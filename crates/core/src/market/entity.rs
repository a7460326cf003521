use crate::alert::entity::AlertType;
use serde::{Deserialize, Serialize};
use std::collections::BTreeMap;

/// # Summary
/// 子评分维度名称，例如 fundamental / technical / sentiment。
///
/// # Invariants
/// - 维度集合可扩展，只有在权重配置中出现的维度才参与聚合。
#[derive(Debug, Clone, PartialEq, Eq, PartialOrd, Ord, Hash, Serialize, Deserialize)]
#[serde(transparent)]
pub struct Dimension(String);

impl Dimension {
    pub const FUNDAMENTAL: &'static str = "fundamental";
    pub const TECHNICAL: &'static str = "technical";
    pub const SENTIMENT: &'static str = "sentiment";

    pub fn new(name: impl Into<String>) -> Self {
        Self(name.into())
    }

    pub fn fundamental() -> Self {
        Self::new(Self::FUNDAMENTAL)
    }

    pub fn technical() -> Self {
        Self::new(Self::TECHNICAL)
    }

    pub fn sentiment() -> Self {
        Self::new(Self::SENTIMENT)
    }

    pub fn as_str(&self) -> &str {
        &self.0
    }
}

impl std::fmt::Display for Dimension {
    fn fmt(&self, f: &mut std::fmt::Formatter<'_>) -> std::fmt::Result {
        f.write_str(&self.0)
    }
}

impl From<&str> for Dimension {
    fn from(s: &str) -> Self {
        Self::new(s)
    }
}

/// # Summary
/// 单维度子评分。
///
/// # Invariants
/// - `Available` 的值应位于 [0,1]，越界值在聚合时按计算错误处理。
/// - 序列化为裸数字或 `{"unavailable": "原因"}`。
#[derive(Debug, Clone, PartialEq, Serialize, Deserialize)]
#[serde(untagged)]
pub enum SubScore {
    Available(f64),
    Unavailable { unavailable: String },
}

impl SubScore {
    pub fn unavailable(reason: impl Into<String>) -> Self {
        SubScore::Unavailable {
            unavailable: reason.into(),
        }
    }

    pub fn value(&self) -> Option<f64> {
        match self {
            SubScore::Available(v) => Some(*v),
            SubScore::Unavailable { .. } => None,
        }
    }
}

/// 按维度组织的子评分集合
pub type SubScores = BTreeMap<Dimension, SubScore>;

/// # Summary
/// 告警规则使用的原始量值，均为非负幅度。
///
/// # Invariants
/// - 缺失的量值表示本周期无法判断，对应规则跳过评估。
#[derive(Debug, Clone, Default, PartialEq, Serialize, Deserialize)]
#[serde(default)]
pub struct AlertMetrics {
    // 波动率，占价格的比例 (0.04 即 4%)，同时作为止损计算的波动提示
    pub volatility: Option<f64>,
    // 新闻冲击强度 [0,1]
    pub news_impact: Option<f64>,
    // 突破近期区间的幅度比例
    pub breakout: Option<f64>,
    // 基本面评分相对上一快照的变化幅度
    pub fundamental_shift: Option<f64>,
    // 相对板块强弱的偏离比例
    pub sector_rotation: Option<f64>,
}

impl AlertMetrics {
    /// 取出指定告警类型对应的量值
    pub fn magnitude(&self, alert_type: AlertType) -> Option<f64> {
        match alert_type {
            AlertType::HighVolatility => self.volatility,
            AlertType::NewsCatalyst => self.news_impact,
            AlertType::TechnicalBreakout => self.breakout,
            AlertType::FundamentalChange => self.fundamental_shift,
            AlertType::SectorRotation => self.sector_rotation,
        }
    }
}

/// # Summary
/// IndicatorSource 针对单个标的返回的一次读数。
///
/// # Invariants
/// - `price` 为最新成交价，必须为正的有限数，否则视为数据源错误。
#[derive(Debug, Clone, PartialEq, Serialize, Deserialize)]
pub struct IndicatorReading {
    // 最新成交价
    pub price: f64,
    // 各维度子评分
    pub sub_scores: SubScores,
    // 告警原始量值与波动提示
    #[serde(default)]
    pub metrics: AlertMetrics,
}

impl IndicatorReading {
    /// 波动提示，供信号生成计算止损距离
    pub fn volatility(&self) -> Option<f64> {
        self.metrics.volatility
    }
}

================================

◆ **About this exercise**: The answer should be an exact copy of the data.

◆ **Solution to the exercise**:
filename crates/core/src/market/entity.rs
repository a7460326cf003521
use crate::alert::entity::AlertType;
use serde::{Deserialize, Serialize};
use std::collections::BTreeMap;

/// # Summary
/// 子评分维度名称，例如 fundamental / technical / sentiment。
///
/// # Invariants
/// - 维度集合可扩展，只有在权重配置中出现的维度才参与聚合。
#[derive(Debug, Clone, PartialEq, Eq, PartialOrd, Ord, Hash, Serialize, Deserialize)]
#[serde(transparent)]
pub struct Dimension(String);

impl Dimension {
    pub const FUNDAMENTAL: &'static str = "fundamental";
    pub const TECHNICAL: &'static str = "technical";
    pub const SENTIMENT: &'static str = "sentiment";

    pub fn new(name: impl Into<String>) -> Self {
        Self(name.into())
    }

    pub fn fundamental() -> Self {
        Self::new(Self::FUNDAMENTAL)
    }

    pub fn technical() -> Self {
        Self::new(Self::TECHNICAL)
    }

    pub fn sentiment() -> Self {
        Self::new(Self::SENTIMENT)
    }

    pub fn as_str(&self) -> &str {
        &self.0
    }
}

impl std::fmt::Display for Dimension {
    fn fmt(&self, f: &mut std::fmt::Formatter<'_>) -> std::fmt::Result {
        f.write_str(&self.0)
    }
}

impl From<&str> for Dimension {
    fn from(s: &str) -> Self {
        Self::new(s)
    }
}

/// # Summary
/// 单维度子评分。
///
/// # Invariants
/// - `Available` 的值应位于 [0,1]，越界值在聚合时按计算错误处理。
/// - 序列化为裸数字或 `{"unavailable": "原因"}`。
#[derive(Debug, Clone, PartialEq, Serialize, Deserialize)]
#[serde(untagged)]
pub enum SubScore {
    Available(f64),
    Unavailable { unavailable: String },
}

impl SubScore {
    pub fn unavailable(reason: impl Into<String>) -> Self {
        SubScore::Unavailable {
            unavailable: reason.into(),
        }
    }

    pub fn value(&self) -> Option<f64> {
        match self {
            SubScore::Available(v) => Some(*v),
            SubScore::Unavailable { .. } => None,
        }
    }
}

/// 按维度组织的子评分集合
pub type SubScores = BTreeMap<Dimension, SubScore>;

/// # Summary
/// 告警规则使用的原始量值，均为非负幅度。
///
/// # Invariants
/// - 缺失的量值表示本周期无法判断，对应规则跳过评估。
#[derive(Debug, Clone, Default, PartialEq, Serialize, Deserialize)]
#[serde(default)]
pub struct AlertMetrics {
    // 波动率，占价格的比例 (0.04 即 4%)，同时作为止损计算的波动提示
    pub volatility: Option<f64>,
    // 新闻冲击强度 [0,1]
    pub news_impact: Option<f64>,
    // 突破近期区间的幅度比例
    pub breakout: Option<f64>,
    // 基本面评分相对上一快照的变化幅度
    pub fundamental_shift: Option<f64>,
    // 相对板块强弱的偏离比例
    pub sector_rotation: Option<f64>,
}

impl AlertMetrics {
    /// 取出指定告警类型对应的量值
    pub fn magnitude(&self, alert_type: AlertType) -> Option<f64> {
        match alert_type {
            AlertType::HighVolatility => self.volatility,
            AlertType::NewsCatalyst => self.news_impact,
            AlertType::TechnicalBreakout => self.breakout,
            AlertType::FundamentalChange => self.fundamental_shift,
            AlertType::SectorRotation => self.sector_rotation,
        }
    }
}

/// # Summary
/// IndicatorSource 针对单个标的返回的一次读数。
///
/// # Invariants
/// - `price` 为最新成交价，必须为正的有限数，否则视为数据源错误。
#[derive(Debug, Clone, PartialEq, Serialize, Deserialize)]
pub struct IndicatorReading {
    // 最新成交价
    pub price: f64,
    // 各维度子评分
    pub sub_scores: SubScores,
    // 告警原始量值与波动提示
    #[serde(default)]
    pub metrics: AlertMetrics,
}

impl IndicatorReading {
    /// 波动提示，供信号生成计算止损距离
    pub fn volatility(&self) -> Option<f64> {
        self.metrics.volatility
    }
}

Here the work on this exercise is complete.